Il numero di Febbraio 2026 di Meridiani è interamente dedicato all’Armenia, tra capitale e provincia, tra cime innevate e altipiani, tra memoria e presente. Da Yerevan al quasi inarrivabile monastero di Tatev, dall’antica città di Gyumri al misterioso sito megalitico di Zorats Karer, dalla minoranza dei Molocani ai vini più antichi del mondo…

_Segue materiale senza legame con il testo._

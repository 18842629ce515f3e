pub mod computational_geometry;
pub mod error;
pub mod fracture;
pub mod grid;
pub mod io;
pub mod transmissibility;
//! Fracture transmissibility equations
//!
//! All functions are pure. `c_darcy` is the Darcy constant of the unit system
//! the inputs are given in, see [`UnitSystem::darcy_constant`].

use std::f64::consts::PI;

mod units;

pub use units::{UnitSystem, UnknownUnitSystem};

/// Skin factors with smaller magnitude are treated as zero.
const SKIN_EPS: f64 = 1e-9;

/// Matrix to fracture transmissibility for one flow direction
///
/// `T = 8 * c * perm * ntg * area / (d + s * L / pi)`
///
/// The `s * L / pi` term only enters for a non-zero skin factor. A
/// non-positive denominator (collapsed cell, strongly negative skin) gives 0.
///
/// # Arguments
///
/// * `perm` - Permeability across the fracture face
/// * `ntg` - Net to gross, 1 for vertical flow
/// * `area` - Fracture area projected on the flow direction
/// * `cell_size` - Cell dimension in the flow direction
/// * `skin_factor` - Fracture face skin
/// * `area_weighted_length` - Effective fracture length in the cell
/// * `c_darcy` - Darcy constant
pub fn matrix_transmissibility(
    perm: f64,
    ntg: f64,
    area: f64,
    cell_size: f64,
    skin_factor: f64,
    area_weighted_length: f64,
    c_darcy: f64,
) -> f64 {
    let sl_div_pi = if skin_factor.abs() > SKIN_EPS {
        skin_factor * area_weighted_length / PI
    } else {
        0.
    };

    let denominator = cell_size + sl_div_pi;
    if !(denominator > 0.) {
        return 0.;
    }

    8. * c_darcy * (perm * ntg) * area / denominator
}

/// Combines directional transmissibilities as orthogonal vector components.
pub fn euclidean_combination(tx: f64, ty: f64, tz: f64) -> f64 {
    (tx * tx + ty * ty + tz * tz).sqrt()
}

/// Transmissibility from the centre of a fracture cell to its edge
///
/// # Arguments
///
/// * `conductivity` - Fracture cell conductivity
/// * `side_length_parallel` - Cell size along the flow
/// * `side_length_normal` - Cell size across the flow
/// * `c_darcy` - Darcy constant
pub fn stimplan_cell_transmissibility_in_fracture(
    conductivity: f64,
    side_length_parallel: f64,
    side_length_normal: f64,
    c_darcy: f64,
) -> f64 {
    if !(side_length_parallel > 0.) {
        return 0.;
    }
    c_darcy * conductivity * side_length_normal / (side_length_parallel / 2.)
}

/// Half-cell description used for centre to centre connections.
#[derive(Clone, Copy, Debug)]
pub struct FractureHalfCell {
    pub conductivity: f64,
    pub side_length_parallel: f64,
    pub side_length_normal: f64,
}

/// Centre to centre transmissibility between two neighbouring fracture
/// cells: the harmonic sum of both centre to edge transmissibilities.
pub fn center_to_center_transmissibility(
    cell1: &FractureHalfCell,
    cell2: &FractureHalfCell,
    c_darcy: f64,
) -> f64 {
    let trans1 = stimplan_cell_transmissibility_in_fracture(
        cell1.conductivity,
        cell1.side_length_parallel,
        cell1.side_length_normal,
        c_darcy,
    );
    let trans2 = stimplan_cell_transmissibility_in_fracture(
        cell2.conductivity,
        cell2.side_length_parallel,
        cell2.side_length_normal,
        c_darcy,
    );

    if trans1 <= 0. || trans2 <= 0. {
        return 0.;
    }
    1. / (1. / trans1 + 1. / trans2)
}

/// Radial transmissibility from a fracture cell into a well crossing it
///
/// Uses a Peaceman type equivalent radius `r0 = 0.14 * sqrt(sx^2 + sz^2)`,
/// never less than `1.1 * well_radius`.
pub fn radial_transmissibility_to_well(
    conductivity: f64,
    cell_size_x: f64,
    cell_size_z: f64,
    well_radius: f64,
    skin_factor: f64,
    c_darcy: f64,
) -> f64 {
    if !(well_radius > 0.) {
        return 0.;
    }

    let r0 = (0.14 * cell_size_x.hypot(cell_size_z)).max(well_radius * 1.1);
    let denominator = (r0 / well_radius).ln() + skin_factor;
    if !(denominator > 0.) {
        return 0.;
    }

    2. * PI * c_darcy * conductivity / denominator
}

/// Perforated interval of a well through a fracture cell.
#[derive(Clone, Copy, Debug)]
pub struct Perforation {
    pub length_vertical: f64,
    pub length_horizontal: f64,
    pub efficiency: f64,
}

/// Linear transmissibility from a fracture cell into a perforated interval,
/// combining the horizontal and vertical inflow like the matrix directions.
pub fn linear_transmissibility_to_well(
    conductivity: f64,
    cell_size_x: f64,
    cell_size_z: f64,
    perforation: &Perforation,
    skin_factor: f64,
    c_darcy: f64,
) -> f64 {
    let prefix = 8. * c_darcy * conductivity;
    let dz_perf = perforation.length_vertical * perforation.efficiency;
    let dx_perf = perforation.length_horizontal * perforation.efficiency;

    let directional = |perf: f64, cell_size: f64| {
        let denominator = cell_size + skin_factor * perf / PI;
        if denominator > 0. {
            prefix * perf / denominator
        } else {
            0.
        }
    };

    let tc_z = directional(dz_perf, cell_size_x);
    let tc_x = directional(dx_perf, cell_size_z);
    tc_x.hypot(tc_z)
}

#[cfg(test)]
mod tests {
    use super::*;

    fn assert_relative_eq(a: f64, b: f64) {
        assert!(
            (a - b).abs() <= 1e-9 * b.abs().max(1e-300),
            "{a} != {b}"
        );
    }

    #[test]
    fn matrix_transmissibility_without_skin() {
        let c = UnitSystem::Metric.darcy_constant();
        let t = matrix_transmissibility(100., 0.5, 40., 10., 0., 1234., c);
        assert_relative_eq(t, 8. * c * 100. * 0.5 * 40. / 10.);
    }

    #[test]
    fn tiny_skin_is_ignored() {
        let with = matrix_transmissibility(100., 1., 40., 10., 1e-12, 50., 1.);
        let without = matrix_transmissibility(100., 1., 40., 10., 0., 50., 1.);
        assert_eq!(with, without);
    }

    #[test]
    fn skin_adds_resistance() {
        let t = matrix_transmissibility(100., 1., 40., 10., 2., 5. * PI, 1.);
        // d + s * L / pi = 10 + 2 * 5
        assert_relative_eq(t, 8. * 100. * 40. / 20.);
    }

    #[test]
    fn collapsed_cell_gives_zero() {
        assert_eq!(matrix_transmissibility(100., 1., 40., 0., 0., 1., 1.), 0.);
        assert_eq!(matrix_transmissibility(100., 1., 40., 1., -10., 10., 1.), 0.);
    }

    #[test]
    fn euclidean_law() {
        assert_relative_eq(euclidean_combination(3., 4., 12.), 13.);
        assert_eq!(euclidean_combination(0., 0., 0.), 0.);
    }

    #[test]
    fn in_fracture_transmissibility() {
        let t = stimplan_cell_transmissibility_in_fracture(2., 4., 3., 0.5);
        assert_relative_eq(t, 0.5 * 2. * 3. / 2.);
        assert_eq!(stimplan_cell_transmissibility_in_fracture(2., 0., 3., 0.5), 0.);
    }

    #[test]
    fn center_to_center_is_harmonic() {
        let cell = FractureHalfCell {
            conductivity: 2.,
            side_length_parallel: 4.,
            side_length_normal: 3.,
        };
        let half = stimplan_cell_transmissibility_in_fracture(2., 4., 3., 1.);
        assert_relative_eq(center_to_center_transmissibility(&cell, &cell, 1.), half / 2.);

        let closed = FractureHalfCell {
            conductivity: 0.,
            ..cell
        };
        assert_eq!(center_to_center_transmissibility(&cell, &closed, 1.), 0.);
    }

    #[test]
    fn radial_inflow_uses_equivalent_radius() {
        let t = radial_transmissibility_to_well(10., 3., 4., 0.1, 0.5, 1.);
        let r0 = 0.14 * 5.;
        assert_relative_eq(t, 2. * PI * 10. / ((r0 / 0.1f64).ln() + 0.5));

        // Small cells clamp the radius to 1.1 * rw
        let t = radial_transmissibility_to_well(10., 0.1, 0.1, 0.1, 0., 1.);
        assert_relative_eq(t, 2. * PI * 10. / 1.1f64.ln());
    }

    #[test]
    fn linear_inflow_combines_directions() {
        let perforation = Perforation {
            length_vertical: 2.,
            length_horizontal: 4.,
            efficiency: 0.5,
        };
        let t = linear_transmissibility_to_well(1., 10., 20., &perforation, 0., 1.);
        let tc_z: f64 = 8. * 1. / 10.;
        let tc_x: f64 = 8. * 2. / 20.;
        assert_relative_eq(t, (tc_x * tc_x + tc_z * tc_z).sqrt());
    }
}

Armenia: vista sul Monte Ararat da un “viewpoint” nei pressi di Karki

Potevo farmi scappare l’occasione di contribuire al successo dell’operazione in terra di Caucaso? Assolutamente no. Così ho finito per trascorrere intere settimane a zonzo per l’Armenia, tra strade, rotaie, sentieri, seggiovie e cabinovie. Sveglie all’alba, itinerari improbabili, Google Maps a colazione, pranzo e cena, nuovi amici (cani e gatti randagi inclusi) e vecchi amici che non finirò mai di ringraziare per l’ospitalità. Risultato: tre reportage di cui uno scritto da me – Gyumri – e la rinnovata consapevolezza di trovarmi in una delle regioni più interessanti del pianeta. Sono persino riuscito a non danneggiare la mia Sony e a non perdere il drone in qualche canyon: dettaglio non trascurabile.